The recent case of Owen v Boroondara City Council (‘Owen v Boroondara CC’) saw the determination of a question of law relating to accrued rights for garden area requirements and to what extent they apply.
In applying section 28(2)(e) of the Interpretation of Legislation Act 1984, the Tribunal adopted a restrictive interpretation of accrued rights and finding that the minimum garden area accrued under an existing planning permit cannot be varied by a subsequent amendment.
The question of accrued rights, as it arises in its various forms, has always been vexed with the Tribunal’s findings varying, depending on the circumstances of individual cases.
Background of Case
On 29 May 2015 the Respondent (permit applicant) was issued a Planning Permit (Permit) for construction of dwellings and subdivision works by Boroondara City Council (Council). The Permit was amended in November 2017 (First Permit Amendment). A further two amendments to the Permit were then lodged. Subsequently, Council issued a Notice of Decision to grant on 5 February 2020 for the third amendment (Third Permit Amendment).
On 27 March 2017, Amendment VC110 (VC110) was gazetted. VC110 introduced mandatory minimum garden requirements under clause 32.09-4 of the Boroondara Planning Scheme (Planning Scheme). Pursuant to clause 32.09-4, the Subject Site has a minimum garden area requirement of 35%.

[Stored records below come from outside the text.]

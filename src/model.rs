use std::fmt;
use std::str::FromStr;

use serde::{Deserialize, Serialize};
use ulid::Ulid;

/// Unix milliseconds, the only time type inside the engine.
pub type Ms = i64;

/// Half-open interval `[start, end)`.
#[derive(Debug, Clone, Copy, PartialEq, Eq, Serialize, Deserialize)]
pub struct Span {
    pub start: Ms,
    pub end: Ms,
}

impl Span {
    pub fn new(start: Ms, end: Ms) -> Self {
        debug_assert!(start < end, "Span start must be before end");
        Self { start, end }
    }

    /// Checked constructor for untrusted input.
    pub fn try_new(start: Ms, end: Ms) -> Option<Self> {
        (start < end).then_some(Self { start, end })
    }

    pub fn duration_ms(&self) -> Ms {
        self.end - self.start
    }

    pub fn overlaps(&self, other: &Span) -> bool {
        self.start < other.end && other.start < self.end
    }
}

#[derive(Debug, Clone, PartialEq, Eq, thiserror::Error)]
#[error("unknown {kind}: {value:?}")]
pub struct UnknownVariant {
    pub kind: &'static str,
    pub value: String,
}

#[derive(Debug, Clone, Copy, PartialEq, Eq, Hash, Serialize, Deserialize)]
#[serde(rename_all = "UPPERCASE")]
pub enum Role {
    User,
    Owner,
    Admin,
}

impl Role {
    pub fn as_str(&self) -> &'static str {
        match self {
            Role::User => "USER",
            Role::Owner => "OWNER",
            Role::Admin => "ADMIN",
        }
    }

    /// Whether a user with this role may be the owner of a court.
    pub fn can_own_courts(&self) -> bool {
        !matches!(self, Role::User)
    }
}

impl fmt::Display for Role {
    fn fmt(&self, f: &mut fmt::Formatter<'_>) -> fmt::Result {
        f.write_str(self.as_str())
    }
}

impl FromStr for Role {
    type Err = UnknownVariant;

    fn from_str(s: &str) -> Result<Self, Self::Err> {
        match s.trim().to_ascii_uppercase().as_str() {
            "USER" => Ok(Role::User),
            "OWNER" => Ok(Role::Owner),
            "ADMIN" => Ok(Role::Admin),
            _ => Err(UnknownVariant { kind: "role", value: s.to_string() }),
        }
    }
}

#[derive(Debug, Clone, Copy, PartialEq, Eq, Hash, Serialize, Deserialize)]
#[serde(rename_all = "UPPERCASE")]
pub enum BookingStatus {
    Booked,
    Cancelled,
    Completed,
}

impl BookingStatus {
    pub fn as_str(&self) -> &'static str {
        match self {
            BookingStatus::Booked => "BOOKED",
            BookingStatus::Cancelled => "CANCELLED",
            BookingStatus::Completed => "COMPLETED",
        }
    }

    /// Only active bookings take part in conflict checks.
    pub fn is_active(&self) -> bool {
        matches!(self, BookingStatus::Booked)
    }
}

impl fmt::Display for BookingStatus {
    fn fmt(&self, f: &mut fmt::Formatter<'_>) -> fmt::Result {
        f.write_str(self.as_str())
    }
}

impl FromStr for BookingStatus {
    type Err = UnknownVariant;

    fn from_str(s: &str) -> Result<Self, Self::Err> {
        match s.trim().to_ascii_uppercase().as_str() {
            "BOOKED" => Ok(BookingStatus::Booked),
            "CANCELLED" => Ok(BookingStatus::Cancelled),
            "COMPLETED" => Ok(BookingStatus::Completed),
            _ => Err(UnknownVariant { kind: "booking status", value: s.to_string() }),
        }
    }
}

#[derive(Debug, Clone, Copy, PartialEq, Serialize, Deserialize)]
pub struct GeoPoint {
    pub lat: f64,
    pub lng: f64,
}

#[derive(Debug, Clone, PartialEq, Eq, Serialize, Deserialize)]
pub struct Booking {
    pub id: Ulid,
    pub court_id: Ulid,
    /// Creator of the booking.
    pub user_id: Ulid,
    pub span: Span,
    pub status: BookingStatus,
    pub created_at: Ms,
    pub updated_at: Ms,
}

/// Catalog record of a court, without its bookings.
#[derive(Debug, Clone, PartialEq, Serialize, Deserialize)]
pub struct Court {
    pub id: Ulid,
    pub owner_id: Ulid,
    pub name: String,
    pub address: String,
    pub location: Option<GeoPoint>,
    pub price_cents: u64,
}

#[derive(Debug, Clone, PartialEq, Eq, Serialize, Deserialize)]
pub struct User {
    pub id: Ulid,
    /// Stored lowercased; unique across the directory.
    pub email: String,
    pub name: String,
    pub role: Role,
    pub points: u32,
    pub created_at: Ms,
}

#[derive(Debug, Clone)]
pub struct CourtState {
    pub court: Court,
    /// Every booking on the court regardless of status, sorted by `span.start`.
    pub bookings: Vec<Booking>,
}

impl CourtState {
    pub fn new(court: Court) -> Self {
        Self { court, bookings: Vec::new() }
    }

    pub fn id(&self) -> Ulid {
        self.court.id
    }

    /// Insert booking maintaining sort order by span.start.
    pub fn insert_booking(&mut self, booking: Booking) {
        let pos = self
            .bookings
            .partition_point(|b| b.span.start <= booking.span.start);
        self.bookings.insert(pos, booking);
    }

    pub fn remove_booking(&mut self, id: Ulid) -> Option<Booking> {
        let pos = self.bookings.iter().position(|b| b.id == id)?;
        Some(self.bookings.remove(pos))
    }

    /// Replace a booking in place, re-sorting if its start moved.
    pub fn put_booking(&mut self, booking: Booking) {
        self.remove_booking(booking.id);
        self.insert_booking(booking);
    }

    pub fn booking(&self, id: Ulid) -> Option<&Booking> {
        self.bookings.iter().find(|b| b.id == id)
    }

    pub fn booking_mut(&mut self, id: Ulid) -> Option<&mut Booking> {
        self.bookings.iter_mut().find(|b| b.id == id)
    }

    /// Bookings whose span overlaps the query window, any status.
    /// Binary search skips everything starting at or after `query.end`.
    pub fn overlapping(&self, query: &Span) -> impl Iterator<Item = &Booking> {
        let right_bound = self.bookings.partition_point(|b| b.span.start < query.end);
        self.bookings[..right_bound]
            .iter()
            .filter(move |b| b.span.end > query.start)
    }

    /// Active (BOOKED) bookings overlapping the query window.
    pub fn active_overlapping(&self, query: &Span) -> impl Iterator<Item = &Booking> {
        self.overlapping(query).filter(|b| b.status.is_active())
    }
}

/// WAL record format. Replaying these in order rebuilds the store.
#[derive(Debug, Clone, PartialEq, Serialize, Deserialize)]
pub enum Event {
    UserRegistered {
        user: User,
    },
    UserRoleChanged {
        id: Ulid,
        role: Role,
    },
    CourtCreated {
        court: Court,
    },
    CourtUpdated {
        court: Court,
    },
    CourtDeleted {
        id: Ulid,
    },
    BookingCreated {
        booking: Booking,
    },
    /// Full replacement; `previous_court_id` differs from `booking.court_id`
    /// when the booking moved between courts.
    BookingUpdated {
        booking: Booking,
        previous_court_id: Ulid,
    },
    BookingStatusChanged {
        id: Ulid,
        court_id: Ulid,
        status: BookingStatus,
        at: Ms,
    },
    BookingDeleted {
        id: Ulid,
        court_id: Ulid,
    },
}

// ── Query result types ───────────────────────────────────────────

#[derive(Debug, Clone, PartialEq, Eq)]
pub struct BookingView {
    pub id: Ulid,
    pub court_id: Ulid,
    pub court_name: String,
    pub user_id: Ulid,
    pub user_name: String,
    pub start: Ms,
    pub end: Ms,
    pub status: BookingStatus,
}

#[derive(Debug, Clone, PartialEq)]
pub struct CourtView {
    pub id: Ulid,
    pub name: String,
    pub address: String,
    pub location: Option<GeoPoint>,
    pub price_cents: u64,
    pub owner_id: Ulid,
    pub owner_name: String,
}

#[derive(Debug, Clone, PartialEq)]
pub struct Page<T> {
    pub items: Vec<T>,
    pub page: usize,
    pub size: usize,
    pub total_items: usize,
}

impl<T> Page<T> {
    pub fn total_pages(&self) -> usize {
        if self.size == 0 {
            0
        } else {
            self.total_items.div_ceil(self.size)
        }
    }
}

#[derive(Debug, Clone, PartialEq)]
pub struct AdminStats {
    pub total_users: usize,
    pub total_courts: usize,
    pub total_bookings: usize,
    pub average_bookings_per_user: f64,
    pub revenue_cents: u64,
}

A question of law arose as to the Third Permit Amendment’s requirement to comply with VC110. The First Permit Amendment was lodged before VC110 became enforceable and, as such, was not required to comply with the 35% minimum garden area requirement for the site. The First Permit Amendment had a garden area of 25.25% and the Third Permit Amendment was seeking a further reduction to 21.27%.
This question of law was referred to Senior Member Rickards for consideration.
Senior Member Rickards found that the First Permit Amendment and endorsed plans constituted an accrued right with respect to garden area. She found that the minimum garden area under clause 32.09-4 of the Planning Scheme is to apply, subject to the Respondent’s accrued rights.
The second part of this question was determining the scope of the accrued rights. Council argued that the accrued rights extended to include some minor variations, whereas the objector Applicants formed the view that these rights were fixed.
Senior Member Rickards held that:
“An accrued right cannot be varied by an increase or decrease in that right.”
As such, the Tribunal found that the 25.25% of garden area provided in the First Permit Amendment was the minimum garden area to be applied by the accrued right, which could not be reduced to 21.27% as sought be the Third Permit Amendment.
The Council’s decision was set aside.
What Does this Mean for Developers?
In light of this decision, the scope of accrued rights appears limited with respect to garden area requirements.
Whilst accrued rights are applicable in circumstances where a planning permit has already been issued prior to the introduction of minimum garden area requirements into the Planning Scheme by VC110, these rights do not extend to any further variation of garden area as provided for in the approval, establishing the accrued rights.
 (Red Dot)  VCAT 175 (‘Owen v Boroondara CC’).
 Owen v Boroondara CC (n1), Appendix A, 6.
 Owen v Boroondara CC (n1), Appendix A, 28.
 Owen v Boroondara CC (n1), Appendix A, 9.
 Owen v Boroondara CC (n1), Appendix A, 27.